*** RECORD EXTRACTS
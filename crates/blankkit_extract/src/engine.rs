//! Heuristic extraction engine over loaded source workbooks.
//!
//! The engine is stateless: every call walks merged regions of the matching
//! sheets, applies the rule's shape filter and content matcher, and returns
//! deduplicated values in scan order. Unmatchable inputs yield empty output,
//! never errors.

use std::collections::BTreeSet;

use crate::spec::{
    EnumValueMatcher, SpecExtractedField, SpecExtractedValue, SpecExtractionRule,
    SpecSourceDocument, SpecSourceRegion, SpecSourceSheet,
};
use crate::util::{
    contains_normalized, derive_date_regex, find_date_tokens, match_keyword_row,
    normalize_cell_text,
};

////////////////////////////////////////////////////////////////////////////////
// #region ExtractionEntryPoints

/// Apply one rule to the whole document.
///
/// Returns an empty vector when nothing matched, or a single field holding
/// every deduplicated value otherwise.
pub fn extract(document: &SpecSourceDocument, rule: &SpecExtractionRule) -> Vec<SpecExtractedField> {
    let mut l_values: Vec<SpecExtractedValue> = Vec::new();
    let mut set_seen: BTreeSet<String> = BTreeSet::new();

    // Compiled once per call, shared by every candidate region.
    let regex_date = if matches!(rule.matcher, EnumValueMatcher::DatePattern) {
        match derive_date_regex() {
            Ok(regex) => Some(regex),
            Err(err) => {
                log::warn!("date matcher disabled: {err}");
                None
            }
        }
    } else {
        None
    };

    for sheet in &document.sheets {
        if let Some(c_filter) = &rule.sheet_name_filter
            && !contains_normalized(&sheet.name, c_filter)
        {
            continue;
        }
        collect_sheet_values(sheet, rule, regex_date.as_ref(), &mut l_values, &mut set_seen);
    }

    if l_values.is_empty() {
        return Vec::new();
    }
    vec![SpecExtractedField {
        name: rule.field_name.clone(),
        values: l_values,
    }]
}

/// Apply every rule to the document, keeping the rule order.
pub fn extract_all(
    document: &SpecSourceDocument,
    rules: &[SpecExtractionRule],
) -> Vec<SpecExtractedField> {
    rules
        .iter()
        .flat_map(|rule| extract(document, rule))
        .collect()
}

// #endregion
////////////////////////////////////////////////////////////////////////////////
// #region RegionScanning

fn collect_sheet_values(
    sheet: &SpecSourceSheet,
    rule: &SpecExtractionRule,
    regex_date: Option<&regex::Regex>,
    l_values: &mut Vec<SpecExtractedValue>,
    set_seen: &mut BTreeSet<String>,
) {
    let mut l_regions: Vec<SpecSourceRegion> = sheet
        .merges
        .iter()
        .copied()
        .filter(|region| rule.region_shape.matches(region))
        .collect();
    l_regions.sort_by_key(|region| (region.row_start, region.col_start));

    for region in l_regions {
        if region.row_start >= sheet.rows.len() {
            log::debug!(
                "sheet {:?}: merged region anchor ({}, {}) outside the cell grid, skipped",
                sheet.name,
                region.row_start,
                region.col_start
            );
            continue;
        }

        for c_text in apply_matcher(sheet, &region, &rule.matcher, regex_date) {
            if set_seen.insert(c_text.clone()) {
                l_values.push(SpecExtractedValue {
                    text: c_text,
                    sheet_name: sheet.name.clone(),
                    region,
                });
            }
        }
    }
}

/// Candidate texts produced by one matcher for one region.
///
/// Date and first-non-empty matchers read the region's anchor cell; the
/// keyword matcher scans the whole candidate row with the first non-empty
/// cell kept as its fallback.
fn apply_matcher(
    sheet: &SpecSourceSheet,
    region: &SpecSourceRegion,
    matcher: &EnumValueMatcher,
    regex_date: Option<&regex::Regex>,
) -> Vec<String> {
    match matcher {
        EnumValueMatcher::DatePattern => {
            let c_anchor =
                normalize_cell_text(sheet.cell_text(region.row_start, region.col_start));
            if c_anchor.is_empty() {
                return Vec::new();
            }
            match regex_date {
                Some(regex) => find_date_tokens(regex, &c_anchor),
                None => Vec::new(),
            }
        }
        EnumValueMatcher::KeywordPrefix(l_keywords) => {
            match_keyword_row(&sheet.rows[region.row_start], l_keywords)
                .into_iter()
                .collect()
        }
        EnumValueMatcher::FirstNonEmpty => {
            let c_anchor =
                normalize_cell_text(sheet.cell_text(region.row_start, region.col_start));
            if c_anchor.is_empty() {
                Vec::new()
            } else {
                vec![c_anchor]
            }
        }
    }
}

// #endregion
////////////////////////////////////////////////////////////////////////////////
******
Without omitting anything, set down all the entries above again.

filename crates/blankkit_extract/src/engine.rs
//! Heuristic extraction engine over loaded source workbooks.
//!
//! The engine is stateless: every call walks merged regions of the matching
//! sheets, applies the rule's shape filter and content matcher, and returns
//! deduplicated values in scan order. Unmatchable inputs yield empty output,
//! never errors.

use std::collections::BTreeSet;

use crate::spec::{
    EnumValueMatcher, SpecExtractedField, SpecExtractedValue, SpecExtractionRule,
    SpecSourceDocument, SpecSourceRegion, SpecSourceSheet,
};
use crate::util::{
    contains_normalized, derive_date_regex, find_date_tokens, match_keyword_row,
    normalize_cell_text,
};

////////////////////////////////////////////////////////////////////////////////
// #region ExtractionEntryPoints

/// Apply one rule to the whole document.
///
/// Returns an empty vector when nothing matched, or a single field holding
/// every deduplicated value otherwise.
pub fn extract(document: &SpecSourceDocument, rule: &SpecExtractionRule) -> Vec<SpecExtractedField> {
    let mut l_values: Vec<SpecExtractedValue> = Vec::new();
    let mut set_seen: BTreeSet<String> = BTreeSet::new();

    // Compiled once per call, shared by every candidate region.
    let regex_date = if matches!(rule.matcher, EnumValueMatcher::DatePattern) {
        match derive_date_regex() {
            Ok(regex) => Some(regex),
            Err(err) => {
                log::warn!("date matcher disabled: {err}");
                None
            }
        }
    } else {
        None
    };

    for sheet in &document.sheets {
        if let Some(c_filter) = &rule.sheet_name_filter
            && !contains_normalized(&sheet.name, c_filter)
        {
            continue;
        }
        collect_sheet_values(sheet, rule, regex_date.as_ref(), &mut l_values, &mut set_seen);
    }

    if l_values.is_empty() {
        return Vec::new();
    }
    vec![SpecExtractedField {
        name: rule.field_name.clone(),
        values: l_values,
    }]
}

/// Apply every rule to the document, keeping the rule order.
pub fn extract_all(
    document: &SpecSourceDocument,
    rules: &[SpecExtractionRule],
) -> Vec<SpecExtractedField> {
    rules
        .iter()
        .flat_map(|rule| extract(document, rule))
        .collect()
}

// #endregion
////////////////////////////////////////////////////////////////////////////////
// #region RegionScanning

fn collect_sheet_values(
    sheet: &SpecSourceSheet,
    rule: &SpecExtractionRule,
    regex_date: Option<&regex::Regex>,
    l_values: &mut Vec<SpecExtractedValue>,
    set_seen: &mut BTreeSet<String>,
) {
    let mut l_regions: Vec<SpecSourceRegion> = sheet
        .merges
        .iter()
        .copied()
        .filter(|region| rule.region_shape.matches(region))
        .collect();
    l_regions.sort_by_key(|region| (region.row_start, region.col_start));

    for region in l_regions {
        if region.row_start >= sheet.rows.len() {
            log::debug!(
                "sheet {:?}: merged region anchor ({}, {}) outside the cell grid, skipped",
                sheet.name,
                region.row_start,
                region.col_start
            );
            continue;
        }

        for c_text in apply_matcher(sheet, &region, &rule.matcher, regex_date) {
            if set_seen.insert(c_text.clone()) {
                l_values.push(SpecExtractedValue {
                    text: c_text,
                    sheet_name: sheet.name.clone(),
                    region,
                });
            }
        }
    }
}

/// Candidate texts produced by one matcher for one region.
///
/// Date and first-non-empty matchers read the region's anchor cell; the
/// keyword matcher scans the whole candidate row with the first non-empty
/// cell kept as its fallback.
fn apply_matcher(
    sheet: &SpecSourceSheet,
    region: &SpecSourceRegion,
    matcher: &EnumValueMatcher,
    regex_date: Option<&regex::Regex>,
) -> Vec<String> {
    match matcher {
        EnumValueMatcher::DatePattern => {
            let c_anchor =
                normalize_cell_text(sheet.cell_text(region.row_start, region.col_start));
            if c_anchor.is_empty() {
                return Vec::new();
            }
            match regex_date {
                Some(regex) => find_date_tokens(regex, &c_anchor),
                None => Vec::new(),
            }
        }
        EnumValueMatcher::KeywordPrefix(l_keywords) => {
            match_keyword_row(&sheet.rows[region.row_start], l_keywords)
                .into_iter()
                .collect()
        }
        EnumValueMatcher::FirstNonEmpty => {
            let c_anchor =
                normalize_cell_text(sheet.cell_text(region.row_start, region.col_start));
            if c_anchor.is_empty() {
                Vec::new()
            } else {
                vec![c_anchor]
            }
        }
    }
}

// #endregion
////////////////////////////////////////////////////////////////////////////////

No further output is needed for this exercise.